● **What the exercise asks**:
Report how many lines of the listing contain the string "code", with no other words.

● **Extracted entries**:
════════════════

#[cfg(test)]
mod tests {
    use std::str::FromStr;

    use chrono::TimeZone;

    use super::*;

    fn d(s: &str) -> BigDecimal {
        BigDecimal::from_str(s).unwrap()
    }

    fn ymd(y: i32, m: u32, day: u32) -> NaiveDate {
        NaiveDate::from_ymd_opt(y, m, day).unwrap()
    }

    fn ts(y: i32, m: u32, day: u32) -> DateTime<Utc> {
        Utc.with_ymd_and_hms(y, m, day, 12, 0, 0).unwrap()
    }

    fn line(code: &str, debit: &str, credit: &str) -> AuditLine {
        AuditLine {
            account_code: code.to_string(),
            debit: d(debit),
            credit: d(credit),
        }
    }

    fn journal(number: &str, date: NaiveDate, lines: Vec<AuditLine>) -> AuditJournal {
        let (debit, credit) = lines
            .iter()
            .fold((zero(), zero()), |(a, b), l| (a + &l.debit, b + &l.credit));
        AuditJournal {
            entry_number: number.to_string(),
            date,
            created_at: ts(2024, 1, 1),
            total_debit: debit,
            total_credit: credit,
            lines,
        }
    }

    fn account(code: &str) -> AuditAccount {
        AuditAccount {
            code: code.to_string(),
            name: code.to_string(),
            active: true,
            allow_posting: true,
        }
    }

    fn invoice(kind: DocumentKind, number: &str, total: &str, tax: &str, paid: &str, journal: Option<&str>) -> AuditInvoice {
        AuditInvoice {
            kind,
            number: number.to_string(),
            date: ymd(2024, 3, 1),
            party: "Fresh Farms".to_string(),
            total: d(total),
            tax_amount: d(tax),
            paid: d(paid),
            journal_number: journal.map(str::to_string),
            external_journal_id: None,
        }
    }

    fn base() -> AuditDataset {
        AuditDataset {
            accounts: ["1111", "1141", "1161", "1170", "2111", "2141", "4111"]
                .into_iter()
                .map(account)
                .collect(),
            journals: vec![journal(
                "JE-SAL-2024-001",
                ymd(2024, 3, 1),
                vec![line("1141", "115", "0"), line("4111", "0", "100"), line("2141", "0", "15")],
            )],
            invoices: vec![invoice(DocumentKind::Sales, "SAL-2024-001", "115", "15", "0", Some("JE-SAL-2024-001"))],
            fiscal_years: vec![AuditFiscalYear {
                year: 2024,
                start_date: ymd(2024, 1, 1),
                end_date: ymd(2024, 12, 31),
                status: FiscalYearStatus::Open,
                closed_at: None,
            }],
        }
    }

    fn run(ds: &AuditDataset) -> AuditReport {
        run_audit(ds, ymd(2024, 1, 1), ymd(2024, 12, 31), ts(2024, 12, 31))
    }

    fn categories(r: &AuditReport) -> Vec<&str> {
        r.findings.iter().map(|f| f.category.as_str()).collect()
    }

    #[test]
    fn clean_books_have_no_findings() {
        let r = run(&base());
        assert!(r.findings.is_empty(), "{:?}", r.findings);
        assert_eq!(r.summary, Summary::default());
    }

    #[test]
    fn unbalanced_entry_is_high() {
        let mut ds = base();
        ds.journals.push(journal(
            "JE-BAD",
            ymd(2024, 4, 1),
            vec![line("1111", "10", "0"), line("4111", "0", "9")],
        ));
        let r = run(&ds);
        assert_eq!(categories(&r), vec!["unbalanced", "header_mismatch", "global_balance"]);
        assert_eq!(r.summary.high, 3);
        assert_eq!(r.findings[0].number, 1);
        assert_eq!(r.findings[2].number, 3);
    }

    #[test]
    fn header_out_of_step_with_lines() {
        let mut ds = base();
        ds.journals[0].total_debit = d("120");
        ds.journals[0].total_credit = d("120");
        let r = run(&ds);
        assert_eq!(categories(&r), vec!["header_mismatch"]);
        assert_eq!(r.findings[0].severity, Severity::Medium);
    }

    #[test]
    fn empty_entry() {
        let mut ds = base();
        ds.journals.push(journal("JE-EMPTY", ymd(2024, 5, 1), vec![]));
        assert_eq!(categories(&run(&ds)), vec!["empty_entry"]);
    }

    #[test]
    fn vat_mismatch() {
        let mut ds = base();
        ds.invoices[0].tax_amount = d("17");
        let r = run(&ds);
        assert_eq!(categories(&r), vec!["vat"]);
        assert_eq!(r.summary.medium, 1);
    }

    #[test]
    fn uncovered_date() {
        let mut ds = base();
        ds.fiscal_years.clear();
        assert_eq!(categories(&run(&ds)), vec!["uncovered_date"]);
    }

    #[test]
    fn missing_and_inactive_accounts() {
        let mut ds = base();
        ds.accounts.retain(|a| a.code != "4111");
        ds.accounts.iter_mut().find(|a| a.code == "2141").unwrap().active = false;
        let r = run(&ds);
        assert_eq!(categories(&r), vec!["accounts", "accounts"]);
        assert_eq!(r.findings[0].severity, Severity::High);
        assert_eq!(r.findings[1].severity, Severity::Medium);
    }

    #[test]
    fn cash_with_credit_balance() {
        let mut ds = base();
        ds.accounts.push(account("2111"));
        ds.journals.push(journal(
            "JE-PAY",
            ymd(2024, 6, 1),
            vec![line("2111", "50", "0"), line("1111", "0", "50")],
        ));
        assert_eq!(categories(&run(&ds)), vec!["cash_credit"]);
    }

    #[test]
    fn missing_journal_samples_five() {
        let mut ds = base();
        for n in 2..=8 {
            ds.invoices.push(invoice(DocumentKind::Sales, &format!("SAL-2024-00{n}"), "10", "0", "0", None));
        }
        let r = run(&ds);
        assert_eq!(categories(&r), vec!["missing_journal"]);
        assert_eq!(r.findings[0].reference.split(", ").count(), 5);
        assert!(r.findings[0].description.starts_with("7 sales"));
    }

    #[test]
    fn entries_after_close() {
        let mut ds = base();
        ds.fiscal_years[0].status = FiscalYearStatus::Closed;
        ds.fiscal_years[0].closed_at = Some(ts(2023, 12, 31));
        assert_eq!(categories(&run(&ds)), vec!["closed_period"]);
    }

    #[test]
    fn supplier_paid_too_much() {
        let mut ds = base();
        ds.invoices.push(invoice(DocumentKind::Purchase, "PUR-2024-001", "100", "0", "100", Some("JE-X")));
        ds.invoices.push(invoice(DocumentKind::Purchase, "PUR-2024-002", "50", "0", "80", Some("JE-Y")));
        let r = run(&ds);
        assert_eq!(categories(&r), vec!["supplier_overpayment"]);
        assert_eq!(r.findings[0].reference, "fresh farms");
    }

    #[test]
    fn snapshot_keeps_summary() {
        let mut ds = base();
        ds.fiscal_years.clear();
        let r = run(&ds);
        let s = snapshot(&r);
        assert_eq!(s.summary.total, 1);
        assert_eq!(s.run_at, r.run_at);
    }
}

════════════════

● **Problem solution**:
7